[Available records]

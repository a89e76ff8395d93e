use busline::prelude::*;

fn paris() -> Coordinate {
    Coordinate {
        latitude: 48.85800943005911,
        longitude: 2.3514350059357927,
    }
}

fn london() -> Coordinate {
    Coordinate {
        latitude: 51.5052389927712,
        longitude: -0.12495407345099824,
    }
}

#[test]
fn distance_test() {
    let d = distance_km(Some(&paris()), Some(&london())).unwrap();
    assert!((d - 343.0).abs() < 1.0);
}

#[test]
fn distance_symmetry_test() {
    let pairs = [
        (paris(), london()),
        (Coordinate::from((-33.86, 151.21)), Coordinate::from((35.68, 139.69))),
        (Coordinate::from((12.97, 77.59)), Coordinate::from((12.98, 77.60))),
    ];
    for (a, b) in pairs {
        let ab = distance_km(Some(&a), Some(&b)).unwrap();
        let ba = distance_km(Some(&b), Some(&a)).unwrap();
        assert!((ab - ba).abs() < 1e-9);
    }
}

#[test]
fn distance_to_self_test() {
    let d = distance_km(Some(&london()), Some(&london())).unwrap();
    assert_eq!(d, 0.0);
}

#[test]
fn distance_sentinel_test() {
    assert_eq!(distance_km(Some(&Coordinate::SENTINEL), Some(&paris())), None);
    assert_eq!(distance_km(Some(&paris()), Some(&Coordinate::default())), None);
}

#[test]
fn distance_absent_test() {
    assert_eq!(distance_km(None, Some(&paris())), None);
    assert_eq!(distance_km(Some(&paris()), None), None);
    assert_eq!(distance_km(None, None), None);
}

#[test]
fn distance_non_finite_test() {
    let broken = Coordinate::from((f64::NAN, 2.0));
    assert_eq!(distance_km(Some(&broken), Some(&paris())), None);
}
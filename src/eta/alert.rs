use std::sync::Arc;

use crate::{
    eta::{Eta, EtaPolicy},
    repository::Repository,
    shared::geo::{Coordinate, Distance},
};

/// Position of one bus relative to the device.
#[derive(Debug, Clone, PartialEq)]
pub struct Tracking {
    pub bus_id: Arc<str>,
    pub bus_name: Arc<str>,
    pub coordinate: Option<Coordinate>,
    pub distance: Option<Distance>,
    pub eta: Option<Eta>,
    /// Bus is inside the alert radius.
    pub alert: bool,
}

/// Fires the first time a bus comes inside the alert radius, then stays quiet.
#[derive(Debug, Default, Clone, Copy)]
pub struct ProximityAlert {
    fired: bool,
}

impl ProximityAlert {
    pub fn new() -> Self {
        Default::default()
    }

    /// Returns `true` only on the first observation inside the radius.
    pub fn observe(&mut self, within: bool) -> bool {
        if within && !self.fired {
            self.fired = true;
            true
        } else {
            false
        }
    }

    pub fn has_fired(&self) -> bool {
        self.fired
    }
}

/// Follows a single bus across refreshes.
#[derive(Debug, Clone)]
pub struct Tracker {
    bus_id: Arc<str>,
    policy: EtaPolicy,
    alert: ProximityAlert,
}

impl Tracker {
    pub fn new(bus_id: &str) -> Self {
        Self {
            bus_id: bus_id.into(),
            policy: EtaPolicy::default(),
            alert: ProximityAlert::new(),
        }
    }

    pub fn with_policy(mut self, policy: EtaPolicy) -> Self {
        self.policy = policy;
        self
    }

    pub fn bus_id(&self) -> &str {
        &self.bus_id
    }

    /// Recomputes against a fresh snapshot. `alert` is set on the refresh
    /// where the bus first comes close and cleared afterwards.
    /// `None` when the bus is no longer in the snapshot.
    pub fn update(
        &mut self,
        repository: &Repository,
        user: Option<&Coordinate>,
    ) -> Option<Tracking> {
        let mut tracking = repository.track(&self.bus_id, user, &self.policy)?;
        tracking.alert = self.alert.observe(tracking.alert);
        Some(tracking)
    }
}

#[test]
fn alert_fires_once_test() {
    let mut alert = ProximityAlert::new();
    assert!(!alert.observe(false));
    assert!(alert.observe(true));
    assert!(!alert.observe(true));
    assert!(!alert.observe(false));
    assert!(!alert.observe(true));
    assert!(alert.has_fired());
}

[/Available records]

__How to complete this task__.
Type the entries out again so that they match exactly.

__Exercise solution__.
repository a89e76ff8395d93e
use busline::prelude::*;

fn paris() -> Coordinate {
    Coordinate {
        latitude: 48.85800943005911,
        longitude: 2.3514350059357927,
    }
}

fn london() -> Coordinate {
    Coordinate {
        latitude: 51.5052389927712,
        longitude: -0.12495407345099824,
    }
}

#[test]
fn distance_test() {
    let d = distance_km(Some(&paris()), Some(&london())).unwrap();
    assert!((d - 343.0).abs() < 1.0);
}

#[test]
fn distance_symmetry_test() {
    let pairs = [
        (paris(), london()),
        (Coordinate::from((-33.86, 151.21)), Coordinate::from((35.68, 139.69))),
        (Coordinate::from((12.97, 77.59)), Coordinate::from((12.98, 77.60))),
    ];
    for (a, b) in pairs {
        let ab = distance_km(Some(&a), Some(&b)).unwrap();
        let ba = distance_km(Some(&b), Some(&a)).unwrap();
        assert!((ab - ba).abs() < 1e-9);
    }
}

#[test]
fn distance_to_self_test() {
    let d = distance_km(Some(&london()), Some(&london())).unwrap();
    assert_eq!(d, 0.0);
}

#[test]
fn distance_sentinel_test() {
    assert_eq!(distance_km(Some(&Coordinate::SENTINEL), Some(&paris())), None);
    assert_eq!(distance_km(Some(&paris()), Some(&Coordinate::default())), None);
}

#[test]
fn distance_absent_test() {
    assert_eq!(distance_km(None, Some(&paris())), None);
    assert_eq!(distance_km(Some(&paris()), None), None);
    assert_eq!(distance_km(None, None), None);
}

#[test]
fn distance_non_finite_test() {
    let broken = Coordinate::from((f64::NAN, 2.0));
    assert_eq!(distance_km(Some(&broken), Some(&paris())), None);
}
filename src/eta/alert.rs
use std::sync::Arc;

use crate::{
    eta::{Eta, EtaPolicy},
    repository::Repository,
    shared::geo::{Coordinate, Distance},
};

/// Position of one bus relative to the device.
#[derive(Debug, Clone, PartialEq)]
pub struct Tracking {
    pub bus_id: Arc<str>,
    pub bus_name: Arc<str>,
    pub coordinate: Option<Coordinate>,
    pub distance: Option<Distance>,
    pub eta: Option<Eta>,
    /// Bus is inside the alert radius.
    pub alert: bool,
}

/// Fires the first time a bus comes inside the alert radius, then stays quiet.
#[derive(Debug, Default, Clone, Copy)]
pub struct ProximityAlert {
    fired: bool,
}

impl ProximityAlert {
    pub fn new() -> Self {
        Default::default()
    }

    /// Returns `true` only on the first observation inside the radius.
    pub fn observe(&mut self, within: bool) -> bool {
        if within && !self.fired {
            self.fired = true;
            true
        } else {
            false
        }
    }

    pub fn has_fired(&self) -> bool {
        self.fired
    }
}

/// Follows a single bus across refreshes.
#[derive(Debug, Clone)]
pub struct Tracker {
    bus_id: Arc<str>,
    policy: EtaPolicy,
    alert: ProximityAlert,
}

impl Tracker {
    pub fn new(bus_id: &str) -> Self {
        Self {
            bus_id: bus_id.into(),
            policy: EtaPolicy::default(),
            alert: ProximityAlert::new(),
        }
    }

    pub fn with_policy(mut self, policy: EtaPolicy) -> Self {
        self.policy = policy;
        self
    }

    pub fn bus_id(&self) -> &str {
        &self.bus_id
    }

    /// Recomputes against a fresh snapshot. `alert` is set on the refresh
    /// where the bus first comes close and cleared afterwards.
    /// `None` when the bus is no longer in the snapshot.
    pub fn update(
        &mut self,
        repository: &Repository,
        user: Option<&Coordinate>,
    ) -> Option<Tracking> {
        let mut tracking = repository.track(&self.bus_id, user, &self.policy)?;
        tracking.alert = self.alert.observe(tracking.alert);
        Some(tracking)
    }
}

#[test]
fn alert_fires_once_test() {
    let mut alert = ProximityAlert::new();
    assert!(!alert.observe(false));
    assert!(alert.observe(true));
    assert!(!alert.observe(true));
    assert!(!alert.observe(false));
    assert!(!alert.observe(true));
    assert!(alert.has_fired());
}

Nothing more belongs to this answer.